Prendo subito un aspirina e controllo l'ora: 06:25.
Con calma mi guardo in torno, cercando di imprimere nella mia memoria più dettagli possibili, desiderando di avere una macchina fotografica al posto degli occhi in modo da tenere quei ricordi con me per sempre. Anche se mio padre mi ha detto che non avrei potuto portare niente con me, sfilo dalla cornice una foto di tutta la famiglia al completo, quando mio fratello ara ancora vivo.

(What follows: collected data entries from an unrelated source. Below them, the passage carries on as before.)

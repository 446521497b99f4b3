//! Financial statement records and the in-memory table.
//!
//! One `FinancialRecord` per entity (user). The numeric fields are addressed
//! through the closed `Metric` enum so aggregators and chart builders can be
//! written once over any column.

use serde::{Deserialize, Serialize};
use std::fmt;
use std::str::FromStr;

/// Header of the identifier column.
pub const USER_ID_COLUMN: &str = "UserID";

/// A numeric column of the statement table.
#[derive(Debug, Clone, Copy, PartialEq, Eq, Hash, Serialize, Deserialize)]
pub enum Metric {
    Revenue,
    #[serde(rename = "COGS")]
    Cogs,
    GrossProfit,
    NetProfit,
    NetProfitMargin,
    GrossProfitMargin,
    OperatingExpenseRatio,
    TotalAssets,
    TotalLiabilities,
    CashAndBankBalance,
    AccountReceivables,
    Inventory,
    DepositsAdvancesPrepayments,
    AccountPayables,
    WagesPayable,
    ProvisionsAccruals,
    OtherPayables,
}

impl Metric {
    pub const COUNT: usize = 17;

    /// All metrics in spreadsheet column order.
    pub const ALL: [Metric; Metric::COUNT] = [
        Metric::Revenue,
        Metric::Cogs,
        Metric::GrossProfit,
        Metric::NetProfit,
        Metric::NetProfitMargin,
        Metric::GrossProfitMargin,
        Metric::OperatingExpenseRatio,
        Metric::TotalAssets,
        Metric::TotalLiabilities,
        Metric::CashAndBankBalance,
        Metric::AccountReceivables,
        Metric::Inventory,
        Metric::DepositsAdvancesPrepayments,
        Metric::AccountPayables,
        Metric::WagesPayable,
        Metric::ProvisionsAccruals,
        Metric::OtherPayables,
    ];

    /// Exact spreadsheet header for this column.
    pub fn column_name(self) -> &'static str {
        match self {
            Metric::Revenue => "Revenue",
            Metric::Cogs => "COGS",
            Metric::GrossProfit => "GrossProfit",
            Metric::NetProfit => "NetProfit",
            Metric::NetProfitMargin => "NetProfitMargin",
            Metric::GrossProfitMargin => "GrossProfitMargin",
            Metric::OperatingExpenseRatio => "OperatingExpenseRatio",
            Metric::TotalAssets => "TotalAssets",
            Metric::TotalLiabilities => "TotalLiabilities",
            Metric::CashAndBankBalance => "CashAndBankBalance",
            Metric::AccountReceivables => "AccountReceivables",
            Metric::Inventory => "Inventory",
            Metric::DepositsAdvancesPrepayments => "DepositsAdvancesPrepayments",
            Metric::AccountPayables => "AccountPayables",
            Metric::WagesPayable => "WagesPayable",
            Metric::ProvisionsAccruals => "ProvisionsAccruals",
            Metric::OtherPayables => "OtherPayables",
        }
    }

    /// True for ratio columns that are displayed as percentages.
    pub fn is_ratio(self) -> bool {
        matches!(
            self,
            Metric::NetProfitMargin | Metric::GrossProfitMargin | Metric::OperatingExpenseRatio
        )
    }
}

impl fmt::Display for Metric {
    fn fmt(&self, f: &mut fmt::Formatter<'_>) -> fmt::Result {
        f.write_str(self.column_name())
    }
}

#[derive(Debug, Clone, PartialEq, Eq, thiserror::Error)]
#[error("unknown metric column '{0}'")]
pub struct UnknownMetric(pub String);

impl FromStr for Metric {
    type Err = UnknownMetric;

    fn from_str(s: &str) -> Result<Self, Self::Err> {
        Metric::ALL
            .into_iter()
            .find(|m| m.column_name() == s)
            .ok_or_else(|| UnknownMetric(s.to_string()))
    }
}

/// One row of per-entity financial statement data.
///
/// Missing numeric cells are stored as `NaN`.
#[derive(Debug, Clone, PartialEq, Serialize, Deserialize)]
#[serde(rename_all = "PascalCase")]
pub struct FinancialRecord {
    #[serde(rename = "UserID")]
    pub user_id: String,
    pub revenue: f64,
    #[serde(rename = "COGS")]
    pub cogs: f64,
    pub gross_profit: f64,
    pub net_profit: f64,
    pub net_profit_margin: f64,
    pub gross_profit_margin: f64,
    pub operating_expense_ratio: f64,
    pub total_assets: f64,
    pub total_liabilities: f64,
    pub cash_and_bank_balance: f64,
    pub account_receivables: f64,
    pub inventory: f64,
    pub deposits_advances_prepayments: f64,
    pub account_payables: f64,
    pub wages_payable: f64,
    pub provisions_accruals: f64,
    pub other_payables: f64,
}

impl FinancialRecord {
    /// Build a record from values laid out in `Metric::ALL` order.
    pub fn from_values(user_id: impl Into<String>, values: [f64; Metric::COUNT]) -> Self {
        let [
            revenue,
            cogs,
            gross_profit,
            net_profit,
            net_profit_margin,
            gross_profit_margin,
            operating_expense_ratio,
            total_assets,
            total_liabilities,
            cash_and_bank_balance,
            account_receivables,
            inventory,
            deposits_advances_prepayments,
            account_payables,
            wages_payable,
            provisions_accruals,
            other_payables,
        ] = values;
        Self {
            user_id: user_id.into(),
            revenue,
            cogs,
            gross_profit,
            net_profit,
            net_profit_margin,
            gross_profit_margin,
            operating_expense_ratio,
            total_assets,
            total_liabilities,
            cash_and_bank_balance,
            account_receivables,
            inventory,
            deposits_advances_prepayments,
            account_payables,
            wages_payable,
            provisions_accruals,
            other_payables,
        }
    }

    pub fn get(&self, metric: Metric) -> f64 {
        match metric {
            Metric::Revenue => self.revenue,
            Metric::Cogs => self.cogs,
            Metric::GrossProfit => self.gross_profit,
            Metric::NetProfit => self.net_profit,
            Metric::NetProfitMargin => self.net_profit_margin,
            Metric::GrossProfitMargin => self.gross_profit_margin,
            Metric::OperatingExpenseRatio => self.operating_expense_ratio,
            Metric::TotalAssets => self.total_assets,
            Metric::TotalLiabilities => self.total_liabilities,
            Metric::CashAndBankBalance => self.cash_and_bank_balance,
            Metric::AccountReceivables => self.account_receivables,
            Metric::Inventory => self.inventory,
            Metric::DepositsAdvancesPrepayments => self.deposits_advances_prepayments,
            Metric::AccountPayables => self.account_payables,
            Metric::WagesPayable => self.wages_payable,
            Metric::ProvisionsAccruals => self.provisions_accruals,
            Metric::OtherPayables => self.other_payables,
        }
    }
}

/// Read-only table of financial records, in original row order.
#[derive(Debug, Clone, Default, PartialEq, Serialize, Deserialize)]
pub struct FinancialTable {
    records: Vec<FinancialRecord>,
}

impl FinancialTable {
    pub fn new(records: Vec<FinancialRecord>) -> Self {
        Self { records }
    }

    pub fn records(&self) -> &[FinancialRecord] {
        &self.records
    }

    pub fn len(&self) -> usize {
        self.records.len()
    }

    pub fn is_empty(&self) -> bool {
        self.records.is_empty()
    }

    pub fn iter(&self) -> std::slice::Iter<'_, FinancialRecord> {
        self.records.iter()
    }

    /// UserIDs that occur on more than one row, each reported once.
    pub fn duplicate_ids(&self) -> Vec<&str> {
        let mut seen = std::collections::HashMap::<&str, usize>::new();
        let mut dupes = Vec::new();
        for record in &self.records {
            let count = seen.entry(record.user_id.as_str()).or_insert(0);
            *count += 1;
            if *count == 2 {
                dupes.push(record.user_id.as_str());
            }
        }
        dupes
    }
}

impl<'a> IntoIterator for &'a FinancialTable {
    type Item = &'a FinancialRecord;
    type IntoIter = std::slice::Iter<'a, FinancialRecord>;

    fn into_iter(self) -> Self::IntoIter {
        self.records.iter()
    }
}
//! View selection: whole-table overview or a single-entity drill-down.

use std::cmp::Ordering;
use std::collections::BTreeSet;
use std::convert::Infallible;
use std::fmt;
use std::str::FromStr;

use serde::{Deserialize, Serialize};
use thiserror::Error;

use crate::record::{FinancialRecord, FinancialTable};

/// Selector value for the aggregate view.
pub const OVERVIEW: &str = "Overview";

/// What the caller asked to see.
#[derive(Debug, Clone, PartialEq, Eq, Hash, Serialize, Deserialize)]
pub enum Selection {
    Overview,
    Entity(String),
}

impl FromStr for Selection {
    type Err = Infallible;

    fn from_str(s: &str) -> Result<Self, Self::Err> {
        let s = s.trim();
        Ok(if s == OVERVIEW {
            Selection::Overview
        } else {
            Selection::Entity(s.to_string())
        })
    }
}

impl fmt::Display for Selection {
    fn fmt(&self, f: &mut fmt::Formatter<'_>) -> fmt::Result {
        match self {
            Selection::Overview => f.write_str(OVERVIEW),
            Selection::Entity(id) => f.write_str(id),
        }
    }
}

/// The resolved view for a selection.
#[derive(Debug, Clone, Copy, PartialEq)]
pub enum View<'a> {
    Aggregate(&'a FinancialTable),
    Entity(&'a FinancialRecord),
}

#[derive(Debug, Clone, PartialEq, Eq, Error)]
pub enum ViewError {
    #[error("no record with UserID '{id}'")]
    NotFound { id: String },

    #[error("UserID '{id}' matches {count} rows; drill-down needs a unique identifier")]
    DuplicateUserId { id: String, count: usize },
}

/// Resolve a selection against the table.
pub fn select<'a>(table: &'a FinancialTable, selection: &Selection) -> Result<View<'a>, ViewError> {
    let id = match selection {
        Selection::Overview => return Ok(View::Aggregate(table)),
        Selection::Entity(id) => id,
    };

    let mut matches = table.iter().filter(|r| &r.user_id == id);
    let first = matches.next().ok_or_else(|| ViewError::NotFound { id: id.clone() })?;
    let extra = matches.count();
    if extra > 0 {
        return Err(ViewError::DuplicateUserId {
            id: id.clone(),
            count: extra + 1,
        });
    }
    Ok(View::Entity(first))
}

/// Selector entries: `Overview` followed by the distinct UserIDs, sorted.
///
/// When every ID is numeric they are ordered by value, otherwise lexically.
pub fn selector_options(table: &FinancialTable) -> Vec<String> {
    let distinct: BTreeSet<&str> = table.iter().map(|r| r.user_id.as_str()).collect();
    let mut ids: Vec<&str> = distinct.into_iter().collect();

    if ids.iter().all(|id| id.parse::<f64>().is_ok()) {
        ids.sort_by(|a, b| {
            let x = a.parse::<f64>().unwrap_or(f64::NAN);
            let y = b.parse::<f64>().unwrap_or(f64::NAN);
            x.partial_cmp(&y).unwrap_or(Ordering::Equal)
        });
    }

    std::iter::once(OVERVIEW.to_string())
        .chain(ids.into_iter().map(str::to_string))
        .collect()
}

#[cfg(test)]
mod tests {
    use super::*;
    use crate::record::Metric;

    fn table(ids: &[&str]) -> FinancialTable {
        FinancialTable::new(
            ids.iter()
                .enumerate()
                .map(|(i, id)| FinancialRecord::from_values(*id, [i as f64; Metric::COUNT]))
                .collect(),
        )
    }

    #[test]
    fn overview_returns_aggregate_view() {
        let t = table(&["A", "B"]);
        assert_eq!(select(&t, &Selection::Overview).unwrap(), View::Aggregate(&t));
    }

    #[test]
    fn entity_returns_matching_row() {
        let t = table(&["A", "B", "C"]);
        match select(&t, &Selection::Entity("B".into())).unwrap() {
            View::Entity(record) => {
                assert_eq!(record.user_id, "B");
                assert_eq!(record.revenue, 1.0);
            }
            other => panic!("expected entity view, got {other:?}"),
        }
    }

    #[test]
    fn unknown_id_is_not_found() {
        let t = table(&["A"]);
        assert_eq!(
            select(&t, &Selection::Entity("Z".into())),
            Err(ViewError::NotFound { id: "Z".into() })
        );
    }

    #[test]
    fn duplicate_id_is_rejected() {
        let t = table(&["A", "B", "A"]);
        assert_eq!(
            select(&t, &Selection::Entity("A".into())),
            Err(ViewError::DuplicateUserId {
                id: "A".into(),
                count: 2
            })
        );
        // Overview still works on a table with duplicates.
        assert!(select(&t, &Selection::Overview).is_ok());
    }

    #[test]
    fn parses_sentinel() {
        assert_eq!("Overview".parse::<Selection>().unwrap(), Selection::Overview);
        assert_eq!(" U7 ".parse::<Selection>().unwrap(), Selection::Entity("U7".into()));
        assert_eq!(Selection::Entity("U7".into()).to_string(), "U7");
    }

    #[test]
    fn options_sort_numeric_ids_by_value() {
        let t = table(&["10", "9", "100", "9"]);
        assert_eq!(selector_options(&t), vec!["Overview", "9", "10", "100"]);
    }

    #[test]
    fn options_sort_mixed_ids_lexically() {
        let t = table(&["b", "10", "a", "9"]);
        assert_eq!(selector_options(&t), vec!["Overview", "10", "9", "a", "b"]);
    }
}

Era stata scattata nel giardino di casa, forse a Pasqua. Stranamente i sorrisi dei miei genitori erano luminosi e veritieri come non li vedevo da tempo, ed io avevo una faccia così serena, abbracciando il mio fratellino.
Presi un altra foto, risalente invece solo a tre anni fa: in questa ci siamo solo io e William, o Willy come lo chiamavo io. Era stata scattata al 15esimo compleanno di mio fratello. Mi costringo a scostare lo sguardo da quella foto prima di peggiorare il mio umore ulteriormente. Prendo una busta trasparente e metto le foto al suo interno, per poi mettere la busta tra l'elastico dei miei pantaloni e le mutande, in corrispondenza del fianco destro. Prendo una pastiglia dei calmanti che usa mia madre, avendogliene sottratta una scatola dal mobile del bagno. Dopo circa trenta minuti non mi sento ancora abbastanza calma e decido di prenderne un altra. Con la seconda dopo pochi minuti cado in un sonno profondo privo di sogni o incubi, che mi permette di recuperare un po' di forze.
Dopo poche ore mi sveglio di soprassalto quando la porta della mia camera si apre violentemente sbattendo contro il muro. Lo stesso uomo che non mi aveva permesso di uscire la sera prima ed un altro cameriere mi sollevarono di peso dal letto, accompagnandomi al piano sottostante tenendomi per le braccia. Probabilmente questo era dovuto alla tentata fuga della sera prima...
Per le scale mi dovettero praticamente trascinare perché la schiena mi faceva tanto male da non riuscire a stare in piedi. Arrivata al piano di sotto mi trovai davanti altri due uomini in uniforme che mi presero per le braccia allo stesso modo e mi trascinarono fuori. Mentre mi legavano le mani dietro la schiena con delle manette, uno dei due chiese ad un cameriere di casa Moore perché fossi in quello stato, e l'impiegato rispose che nn lo sapeva e di levarsi dal cazzo.
Cerco di liberarmi protestando che non avevo dato addio a mia madre e come risposta ricevetti soltanto uno <<zitta puttana>> e uno strattone. Riuscirono a mettermi in macchina con facilità a causa del male alla schiena che mi impediva i movimenti. L'ultima cosa che vedo prima che la macchina si allontani superando i cancelli della mia casa natale è un'esile figura affacciata alla finestra del primo piano, ed istintivamente sorrido.

L'auto per quel poco che ho potuto vedere è una sportiva ed è nera. Al suo interno a dividere i sedili davanti da quelli dietro c'era una spessa rete metallica, come se avessero paura che li strangolassi con la cintura di sicurezza, cosa improbabile dato che ho delle cazzo di manette ai polsi.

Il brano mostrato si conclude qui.